Notes: AFG = Afghanistan; AGO = Angola; ALB = Albania; ARM = Armenia; AZE = Azerbaijan; BDI = Burundi; BGD = Bangladesh; BIH = Bosnia and Herzegovina; CAF = Centr. Afr. Rep.; CIV = Côte d’Ivoire; CMR = Cameroon; COD = Dem. Rep. of the Congo; COL = Colombia; DEU = Germany; ERI = Eritrea; ETH = Ethiopia; GIN = Guinea; HRV = Croatia; IDN = Indonesia; IRN = Iran; IRQ = Iraq; JOR = Jordan; KEN = Kenya; LBN = Lebanon; LBR = Liberia; LBY = Libya; MKD = The former Yugoslav Rep. of Macedonia; MMR = Myanmar; MOZ = Mozambique; MWI = Malawi; PAK = Pakistan; RUS = Russia; RWA = Rwanda; SAU = Saudi Arabia; SDN = Sudan; SLE = Sierra Leone; SOM = Somalia; SRB = Serbia; SYR = Syria; TCD = Chad; TLS = Timor-Leste; TUR = Turkey; TZA = Tanzania; UGA = Uganda; UKR = Ukraine; USA = United States; VEN = Venezuela; ZMB = Zambia.

Circular plot 1a identifies sub-Saharan Africa as the region with the highest refugee outflow and inflow between 1990 and 1995. Remarkably, sub-Saharan Africa is estimated to have hosted over 57 percent of the emerging global refugees during the early to mid-1990s, with the region itself accounting for more than half of them. At the country level, the largest outflows during this period mainly originated from African and Asian nations, as indicated in Table 4 (lower panel). Rwanda, due to the outbreak of the Rwandan Civil War, generated the highest estimated number of refugee transition flows (>5.3 million) and held this unfortunate record for almost a decade until the escalation of the War in Afghanistan following the 9/11 attacks. Another significant outflow occurred due to Iraq's invasion and annexation of Kuwait in 1990, leading to the First Gulf War, with the majority of the displaced individuals finding refuge in Iran. In Europe, despite being relatively peaceful in the aftermath of World War II, the impact of the Bosnian War is evident. The largest and second-largest arrows originating from Southern Europe predominantly represent flows from Bosnia and Herzegovina to Germany and Croatia, and to a lesser extent, from Croatia to Serbia.

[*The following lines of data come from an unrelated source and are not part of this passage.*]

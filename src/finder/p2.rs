//! Eclipse p2 license finder.
//!
//! p2 artifacts (plugins, features, installable units) have no registry
//! metadata of their own; the Eclipse Foundation's license-check service
//! answers for them. The service takes a JSON dependency list wrapped in a
//! form-encoded `request=` field and reports one approved entry whose
//! `license` attribute is an SPDX id or expression. Proprietary
//! `LicenseRef-*` tails are stripped before the string is interpreted.

use super::cache::LicenseCache;
use super::http::{HttpClient, DEFAULT_REQUEST_TIMEOUT};
use super::{component_cache_key, license_string_to_choice, LicenseFinder};
use crate::error::{FinderErrorKind, LicenseToolsError, Result};
use crate::model::{Component, LicenseChoice};
use crate::normalize::NameNormalizer;
use regex::Regex;
use serde::{Deserialize, Serialize};
use std::collections::HashMap;
use std::path::PathBuf;
use std::time::Duration;

/// Matches purls starting with `pkg:maven/p2.`, carrying complete
/// group/artifact/version information and one of the p2 packaging types.
const P2_PURL_PATTERN: &str = r"^pkg:maven/p2\.[\w._-]+/[\w._-]+@[\w._-]+\?(classifier=[\w%.-]+&)?type=(eclipse-plugin|eclipse-feature|p2-installable-unit)$";

/// Trailing `AND|OR|WITH LicenseRef-…` conjunctions are proprietary
/// references that pollute a standard expression.
const LICENSE_REF_TAIL_PATTERN: &str = r"(\s+(AND|OR|WITH)\s+LicenseRef-[\w.-]+)+";

const ECLIPSE_LICENSE_CHECK_URL: &str =
    "https://www.eclipse.org/projects/services/license_check.php";
const P2_CACHE_FILE: &str = ".p2-license-cache.dat";

/// Configuration for the p2 finder.
#[derive(Debug, Clone)]
pub struct P2FinderConfig {
    /// License-check service endpoint
    pub service_url: String,
    /// Persistent cache location
    pub cache_path: PathBuf,
    /// HTTP request timeout
    pub timeout: Duration,
}

impl Default for P2FinderConfig {
    fn default() -> Self {
        Self {
            service_url: ECLIPSE_LICENSE_CHECK_URL.to_string(),
            cache_path: PathBuf::from(P2_CACHE_FILE),
            timeout: DEFAULT_REQUEST_TIMEOUT,
        }
    }
}

/// License finder for fully qualified Eclipse p2 components.
#[derive(Debug)]
pub struct P2LicenseFinder {
    config: P2FinderConfig,
    purl_regex: Regex,
    license_ref_regex: Regex,
    normalizer: NameNormalizer,
    cache: LicenseCache,
    http: HttpClient,
}

impl P2LicenseFinder {
    pub fn new(config: P2FinderConfig) -> Result<Self> {
        let http = HttpClient::new(config.timeout)?;
        let cache = LicenseCache::new(&config.cache_path);
        Ok(Self {
            config,
            purl_regex: Regex::new(P2_PURL_PATTERN).expect("static regex"),
            license_ref_regex: Regex::new(LICENSE_REF_TAIL_PATTERN).expect("static regex"),
            normalizer: NameNormalizer::new(),
            cache,
            http,
        })
    }

    fn query_license_check_service(&self, component: &Component) -> Result<LicenseCheckResponse> {
        let request = DependencyRequest {
            dependencies: vec![format!(
                "p2/orbit/{}/{}/{}",
                component.group, component.name, component.version
            )],
        };
        let request_json = serde_json::to_string(&request).map_err(|e| {
            LicenseToolsError::finder(
                "encoding license-check request",
                FinderErrorKind::InvalidResponse(e.to_string()),
            )
        })?;

        tracing::debug!(
            url = %self.config.service_url,
            coordinate = %component.coordinate(),
            "querying Eclipse license-check service"
        );
        let body = self
            .http
            .post_form(&self.config.service_url, "request", &request_json)?;
        parse_license_check_response(&body)
    }
}

impl LicenseFinder for P2LicenseFinder {
    fn startup(&mut self) {
        self.cache.load();
    }

    fn shutdown(&mut self) {
        if let Err(e) = self.cache.save() {
            tracing::warn!(error = %e, "failed to save p2 license cache");
        }
    }

    fn is_applicable(&self, component: &Component) -> bool {
        let applicable = self.purl_regex.is_match(&component.purl);
        if !applicable {
            tracing::debug!(purl = %component.purl, "not a fully qualified p2 component");
        }
        applicable
    }

    fn find_licenses(&mut self, component: &Component) -> Result<Vec<LicenseChoice>> {
        let cache_key = component_cache_key(component);
        if let Some(choices) = self.cache.get(&cache_key) {
            return Ok(choices.clone());
        }

        let response = self.query_license_check_service(component)?;
        let choices = extract_license_choices(&response, &self.license_ref_regex, &self.normalizer);

        self.cache.put(cache_key, choices.clone());
        Ok(choices)
    }
}

fn parse_license_check_response(body: &str) -> Result<LicenseCheckResponse> {
    serde_json::from_str(body).map_err(|e| {
        LicenseToolsError::finder(
            "parsing license-check response",
            FinderErrorKind::InvalidResponse(e.to_string()),
        )
    })
}

/// Take the single approved component's license string, strip any
/// `LicenseRef-*` conjunction tail, and emit an expression or id choice.
fn extract_license_choices(
    response: &LicenseCheckResponse,
    license_ref_regex: &Regex,
    normalizer: &NameNormalizer,
) -> Vec<LicenseChoice> {
    let Some(entry) = response.approved.values().next() else {
        return Vec::new();
    };
    let license = license_ref_regex.replace_all(&entry.license, "");
    let license = license.trim();
    if license.is_empty() {
        return Vec::new();
    }
    vec![license_string_to_choice(normalizer, license)]
}

// ---- Wire model ----

#[derive(Debug, Serialize)]
struct DependencyRequest {
    dependencies: Vec<String>,
}

#[derive(Debug, Default, Deserialize)]
#[serde(default)]
struct LicenseCheckResponse {
    approved: HashMap<String, ApprovedEntry>,
}

#[derive(Debug, Default, Deserialize)]
struct ApprovedEntry {
    #[serde(default)]
    license: String,
}
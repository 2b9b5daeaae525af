//! Three-valued usage-policy algebra.
//!
//! The policy universe is `{allow, deny, needs-review, undefined}`. AND is
//! pessimistic, OR is optimistic, WITH is dominated by its right operand
//! (the exception). `Undefined` short-circuits: under AND it only survives
//! a `deny` on the other side; under OR and WITH the other side wins
//! outright. The evaluator is total; it never fails.

use crate::model::UsagePolicy;
use serde::{Deserialize, Serialize};
use std::fmt;

/// One of the three infix conjunctions, or none (a bare term or group).
#[derive(Debug, Clone, Copy, Default, PartialEq, Eq, Hash, Serialize, Deserialize)]
#[serde(rename_all = "UPPERCASE")]
pub enum Conjunction {
    And,
    Or,
    With,
    #[default]
    Undefined,
}

impl fmt::Display for Conjunction {
    fn fmt(&self, f: &mut fmt::Formatter<'_>) -> fmt::Result {
        match self {
            Self::And => write!(f, "AND"),
            Self::Or => write!(f, "OR"),
            Self::With => write!(f, "WITH"),
            Self::Undefined => write!(f, ""),
        }
    }
}

/// Combine two usage policies under a conjunction.
///
/// AND and OR are commutative; WITH is not (the right operand names the
/// exception and dominates the result).
#[must_use]
pub fn combine(left: UsagePolicy, conjunction: Conjunction, right: UsagePolicy) -> UsagePolicy {
    use UsagePolicy::{Allow, Deny, NeedsReview, Undefined};

    match conjunction {
        // Pessimistic: any deny wins, then any needs-review, else allow.
        Conjunction::And => {
            if left == Undefined || right == Undefined {
                // Undefined short-circuit: only a deny on the other side
                // still produces a verdict.
                return if left == Deny || right == Deny {
                    Deny
                } else {
                    Undefined
                };
            }
            if left == Deny || right == Deny {
                Deny
            } else if left == NeedsReview || right == NeedsReview {
                NeedsReview
            } else {
                Allow
            }
        }
        // Optimistic: any allow wins, then any needs-review, else deny.
        Conjunction::Or => {
            if left == Undefined {
                return right;
            }
            if right == Undefined {
                return left;
            }
            if left == Allow || right == Allow {
                Allow
            } else if left == NeedsReview || right == NeedsReview {
                NeedsReview
            } else {
                Deny
            }
        }
        // The exception (right operand) dominates.
        Conjunction::With => {
            if left == Undefined {
                return right;
            }
            if right == Undefined {
                return left;
            }
            match right {
                Allow => Allow,
                NeedsReview => NeedsReview,
                Deny | Undefined => Deny,
            }
        }
        // A bare term or parenthesized group: the left side carries the
        // verdict when the right side never materialized.
        Conjunction::Undefined => {
            if left != Undefined && right == Undefined {
                left
            } else {
                Undefined
            }
        }
    }
}
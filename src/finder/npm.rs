//! npm registry license finder.
//!
//! The registry document has carried license data in four shapes over the
//! years: `license` as a plain string, `license` as a `{type, url}` object,
//! `licenses` as an array of strings, and `licenses` as an array of
//! objects. Both fields can also appear per published version. The shapes
//! are modeled as an untagged serde sum type; the per-version field wins
//! over the top-level one.

use super::cache::LicenseCache;
use super::http::{HttpClient, DEFAULT_REQUEST_TIMEOUT};
use super::{component_cache_key, license_string_to_choice, LicenseFinder};
use crate::error::{FinderErrorKind, LicenseToolsError, Result};
use crate::model::{Component, LicenseChoice};
use crate::normalize::NameNormalizer;
use regex::Regex;
use serde::Deserialize;
use std::collections::HashMap;
use std::path::PathBuf;
use std::time::Duration;

/// Matches purls starting with `pkg:npm` (optionally scoped) and carrying
/// complete name/version information.
const NPM_PURL_PATTERN: &str = r"^pkg:npm/(@?[\w._-]+/)?[\w._-]+@[\w._-]+$";

const NPM_BASE_URL: &str = "https://registry.npmjs.org";
const NPM_CACHE_FILE: &str = ".npm-license-cache.dat";

/// Configuration for the npm finder.
#[derive(Debug, Clone)]
pub struct NpmFinderConfig {
    /// Registry base URL
    pub base_url: String,
    /// Persistent cache location
    pub cache_path: PathBuf,
    /// HTTP request timeout
    pub timeout: Duration,
}

impl Default for NpmFinderConfig {
    fn default() -> Self {
        Self {
            base_url: NPM_BASE_URL.to_string(),
            cache_path: PathBuf::from(NPM_CACHE_FILE),
            timeout: DEFAULT_REQUEST_TIMEOUT,
        }
    }
}

/// License finder for fully qualified npm components.
#[derive(Debug)]
pub struct NpmLicenseFinder {
    config: NpmFinderConfig,
    purl_regex: Regex,
    normalizer: NameNormalizer,
    cache: LicenseCache,
    http: HttpClient,
}

impl NpmLicenseFinder {
    pub fn new(config: NpmFinderConfig) -> Result<Self> {
        let http = HttpClient::new(config.timeout)?;
        let cache = LicenseCache::new(&config.cache_path);
        Ok(Self {
            config,
            purl_regex: Regex::new(NPM_PURL_PATTERN).expect("static regex"),
            normalizer: NameNormalizer::new(),
            cache,
            http,
        })
    }

    fn fetch_package_info(&self, component: &Component) -> Result<PackageInfo> {
        let url = format_package_info_url(&self.config.base_url, component);
        tracing::debug!(url = %url, "fetching package info from npm registry");
        let body = self.http.get_string(&url)?;
        parse_package_info(&body)
    }
}

impl LicenseFinder for NpmLicenseFinder {
    fn startup(&mut self) {
        self.cache.load();
    }

    fn shutdown(&mut self) {
        if let Err(e) = self.cache.save() {
            tracing::warn!(error = %e, "failed to save npm license cache");
        }
    }

    fn is_applicable(&self, component: &Component) -> bool {
        let applicable = self.purl_regex.is_match(&component.purl);
        if !applicable {
            tracing::debug!(purl = %component.purl, "not a fully qualified npm component");
        }
        applicable
    }

    fn find_licenses(&mut self, component: &Component) -> Result<Vec<LicenseChoice>> {
        let cache_key = component_cache_key(component);
        if let Some(choices) = self.cache.get(&cache_key) {
            return Ok(choices.clone());
        }

        let package_info = self.fetch_package_info(component)?;
        let license_strings = extract_license_strings(&package_info, component)?;
        let choices: Vec<LicenseChoice> = license_strings
            .iter()
            .map(|s| license_string_to_choice(&self.normalizer, s))
            .collect();

        self.cache.put(cache_key, choices.clone());
        Ok(choices)
    }
}

/// `https://registry.npmjs.org/@babel/code-frame` for scoped packages,
/// `https://registry.npmjs.org/express` for plain ones.
fn format_package_info_url(base_url: &str, component: &Component) -> String {
    if component.group.is_empty() {
        format!("{base_url}/{}", component.name)
    } else {
        format!("{base_url}/{}/{}", component.group, component.name)
    }
}

fn parse_package_info(body: &str) -> Result<PackageInfo> {
    serde_json::from_str(body).map_err(|e| {
        LicenseToolsError::finder(
            "parsing npm package info",
            FinderErrorKind::InvalidResponse(e.to_string()),
        )
    })
}

/// Pull the license strings out of the package document, preferring the
/// requested version's fields over the top-level ones.
fn extract_license_strings(
    package_info: &PackageInfo,
    component: &Component,
) -> Result<Vec<String>> {
    let mut values = Vec::new();
    if let Some(version_info) = package_info.versions.get(&component.version) {
        version_info.license_fields.collect_into(&mut values);
    }
    if values.is_empty() {
        package_info.license_fields.collect_into(&mut values);
    }
    if values.is_empty() {
        return Err(LicenseToolsError::finder(
            format!(
                "package info for {}@{} contains no license information",
                component.name, component.version
            ),
            FinderErrorKind::InvalidResponse("missing license/licenses field".to_string()),
        ));
    }

    Ok(values
        .into_iter()
        .map(|value| match value {
            NpmLicenseValue::Plain(s) => s,
            NpmLicenseValue::Typed { license_type } => license_type,
        })
        .collect())
}

// ---- Wire model ----

#[derive(Debug, Default, Deserialize)]
#[serde(default)]
struct PackageInfo {
    #[serde(flatten)]
    license_fields: NpmLicenseFields,
    versions: HashMap<String, VersionInfo>,
}

#[derive(Debug, Default, Deserialize)]
#[serde(default)]
struct VersionInfo {
    #[serde(flatten)]
    license_fields: NpmLicenseFields,
}

/// The two field spellings; each may hold a single value or an array.
#[derive(Debug, Default, Deserialize)]
#[serde(default)]
struct NpmLicenseFields {
    license: Option<NpmLicenseField>,
    licenses: Option<NpmLicenseField>,
}

impl NpmLicenseFields {
    /// Flatten whichever field is present into `values`, singular field
    /// first, array or scalar alike.
    fn collect_into(&self, values: &mut Vec<NpmLicenseValue>) {
        let field = self.license.as_ref().or(self.licenses.as_ref());
        match field {
            Some(NpmLicenseField::One(value)) => values.push(value.clone()),
            Some(NpmLicenseField::Many(items)) => values.extend(items.iter().cloned()),
            None => {}
        }
    }
}

#[derive(Debug, Clone, Deserialize)]
#[serde(untagged)]
enum NpmLicenseField {
    One(NpmLicenseValue),
    Many(Vec<NpmLicenseValue>),
}

#[derive(Debug, Clone, Deserialize)]
#[serde(untagged)]
enum NpmLicenseValue {
    Plain(String),
    Typed {
        #[serde(rename = "type")]
        license_type: String,
    },
}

Between 1995 and 2000, a significant portion of the refugee inflows and outflows continued to take place in sub-Saharan Africa. However, compared to the previous five-year period, the distribution of refugee numbers across the African countries became more balanced. As a result, two non-African countries, Serbia and Afghanistan, dominated the refugee outflows. The Taliban seizing power over most of Afghanistan, including the capital Kabul, and the establishment of a totalitarian and brutal regime triggered a substantial exodus of people, with Iran and Pakistan being the primary host countries according to the estimates. In Southern Europe, the Kosovo War caused substantial migrations to neighbouring countries and, particularly, Germany.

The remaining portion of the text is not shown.